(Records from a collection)

*****

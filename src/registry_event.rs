/// Events emitted by a registry during operations.
///
/// These events are passed to the tracing callback set via `set_trace_callback`.
///
/// # Examples
///
/// ```rust
/// use singleton_cache::RegistryEvent;
///
/// let event = RegistryEvent::Construct { type_name: "i32" };
/// assert_eq!(event.to_string(), "construct { type_name: i32 }");
/// ```
#[derive(Debug, Clone, PartialEq, Eq)]
pub enum RegistryEvent {
    /// The constructor ran and its instance was cached.
    Construct {
        /// The type name of the constructed value (e.g., "i32", "alloc::string::String")
        type_name: &'static str,
    },

    /// A cached instance was handed out instead of constructing a new one.
    Reuse { type_name: &'static str },

    /// The cached instance was built from different arguments than the ones just supplied.
    ArgumentsIgnored { type_name: &'static str },

    /// The constructor returned an error. Nothing was cached.
    ConstructionFailed { type_name: &'static str },

    /// A value was requested without construction.
    Get {
        type_name: &'static str,
        /// Whether a constructed instance was present
        found: bool,
    },

    /// A type existence check was performed.
    Contains { type_name: &'static str, found: bool },
}

impl RegistryEvent {
    /// The type the event refers to.
    pub fn type_name(&self) -> &'static str {
        match self {
            RegistryEvent::Construct { type_name }
            | RegistryEvent::Reuse { type_name }
            | RegistryEvent::ArgumentsIgnored { type_name }
            | RegistryEvent::ConstructionFailed { type_name }
            | RegistryEvent::Get { type_name, .. }
            | RegistryEvent::Contains { type_name, .. } => type_name,
        }
    }
}

impl std::fmt::Display for RegistryEvent {
    fn fmt(&self, f: &mut std::fmt::Formatter<'_>) -> std::fmt::Result {
        match self {
            RegistryEvent::Construct { type_name } => {
                write!(f, "construct {{ type_name: {type_name} }}")
            }
            RegistryEvent::Reuse { type_name } => write!(f, "reuse {{ type_name: {type_name} }}"),
            RegistryEvent::ArgumentsIgnored { type_name } => {
                write!(f, "arguments ignored {{ type_name: {type_name} }}")
            }
            RegistryEvent::ConstructionFailed { type_name } => {
                write!(f, "construction failed {{ type_name: {type_name} }}")
            }
            RegistryEvent::Get { type_name, found } => {
                write!(f, "get {{ type_name: {type_name}, found: {found} }}")
            }
            RegistryEvent::Contains { type_name, found } => {
                write!(f, "contains {{ type_name: {type_name}, found: {found} }}")
            }
        }
    }
}

#[cfg(test)]
mod tests {
    use super::*;

    #[test]
    fn test_registry_event_display() {
        let event = RegistryEvent::Construct { type_name: "i32" };
        assert_eq!(event.to_string(), "construct { type_name: i32 }");

        let event = RegistryEvent::Reuse { type_name: "i32" };
        assert_eq!(event.to_string(), "reuse { type_name: i32 }");

        let event = RegistryEvent::ArgumentsIgnored { type_name: "Producer" };
        assert_eq!(event.to_string(), "arguments ignored { type_name: Producer }");

        let event = RegistryEvent::ConstructionFailed { type_name: "Logger" };
        assert_eq!(event.to_string(), "construction failed { type_name: Logger }");

        let event = RegistryEvent::Get {
            type_name: "String",
            found: true,
        };
        assert_eq!(event.to_string(), "get { type_name: String, found: true }");

        let event = RegistryEvent::Contains {
            type_name: "u8",
            found: false,
        };
        assert_eq!(
            event.to_string(),
            "contains { type_name: u8, found: false }"
        );
    }

    #[test]
    fn test_type_name_accessor() {
        let event = RegistryEvent::Get {
            type_name: "u16",
            found: false,
        };
        assert_eq!(event.type_name(), "u16");
        assert_eq!(RegistryEvent::Reuse { type_name: "x" }.type_name(), "x");
    }
}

*****

A word-for-word copy of the data above is the goal, so set it all down again.

Answer to the problem
filename src/registry_event.rs
/// Events emitted by a registry during operations.
///
/// These events are passed to the tracing callback set via `set_trace_callback`.
///
/// # Examples
///
/// ```rust
/// use singleton_cache::RegistryEvent;
///
/// let event = RegistryEvent::Construct { type_name: "i32" };
/// assert_eq!(event.to_string(), "construct { type_name: i32 }");
/// ```
#[derive(Debug, Clone, PartialEq, Eq)]
pub enum RegistryEvent {
    /// The constructor ran and its instance was cached.
    Construct {
        /// The type name of the constructed value (e.g., "i32", "alloc::string::String")
        type_name: &'static str,
    },

    /// A cached instance was handed out instead of constructing a new one.
    Reuse { type_name: &'static str },

    /// The cached instance was built from different arguments than the ones just supplied.
    ArgumentsIgnored { type_name: &'static str },

    /// The constructor returned an error. Nothing was cached.
    ConstructionFailed { type_name: &'static str },

    /// A value was requested without construction.
    Get {
        type_name: &'static str,
        /// Whether a constructed instance was present
        found: bool,
    },

    /// A type existence check was performed.
    Contains { type_name: &'static str, found: bool },
}

impl RegistryEvent {
    /// The type the event refers to.
    pub fn type_name(&self) -> &'static str {
        match self {
            RegistryEvent::Construct { type_name }
            | RegistryEvent::Reuse { type_name }
            | RegistryEvent::ArgumentsIgnored { type_name }
            | RegistryEvent::ConstructionFailed { type_name }
            | RegistryEvent::Get { type_name, .. }
            | RegistryEvent::Contains { type_name, .. } => type_name,
        }
    }
}

impl std::fmt::Display for RegistryEvent {
    fn fmt(&self, f: &mut std::fmt::Formatter<'_>) -> std::fmt::Result {
        match self {
            RegistryEvent::Construct { type_name } => {
                write!(f, "construct {{ type_name: {type_name} }}")
            }
            RegistryEvent::Reuse { type_name } => write!(f, "reuse {{ type_name: {type_name} }}"),
            RegistryEvent::ArgumentsIgnored { type_name } => {
                write!(f, "arguments ignored {{ type_name: {type_name} }}")
            }
            RegistryEvent::ConstructionFailed { type_name } => {
                write!(f, "construction failed {{ type_name: {type_name} }}")
            }
            RegistryEvent::Get { type_name, found } => {
                write!(f, "get {{ type_name: {type_name}, found: {found} }}")
            }
            RegistryEvent::Contains { type_name, found } => {
                write!(f, "contains {{ type_name: {type_name}, found: {found} }}")
            }
        }
    }
}

#[cfg(test)]
mod tests {
    use super::*;

    #[test]
    fn test_registry_event_display() {
        let event = RegistryEvent::Construct { type_name: "i32" };
        assert_eq!(event.to_string(), "construct { type_name: i32 }");

        let event = RegistryEvent::Reuse { type_name: "i32" };
        assert_eq!(event.to_string(), "reuse { type_name: i32 }");

        let event = RegistryEvent::ArgumentsIgnored { type_name: "Producer" };
        assert_eq!(event.to_string(), "arguments ignored { type_name: Producer }");

        let event = RegistryEvent::ConstructionFailed { type_name: "Logger" };
        assert_eq!(event.to_string(), "construction failed { type_name: Logger }");

        let event = RegistryEvent::Get {
            type_name: "String",
            found: true,
        };
        assert_eq!(event.to_string(), "get { type_name: String, found: true }");

        let event = RegistryEvent::Contains {
            type_name: "u8",
            found: false,
        };
        assert_eq!(
            event.to_string(),
            "contains { type_name: u8, found: false }"
        );
    }

    #[test]
    fn test_type_name_accessor() {
        let event = RegistryEvent::Get {
            type_name: "u16",
            found: false,
        };
        assert_eq!(event.type_name(), "u16");
        assert_eq!(RegistryEvent::Reuse { type_name: "x" }.type_name(), "x");
    }
}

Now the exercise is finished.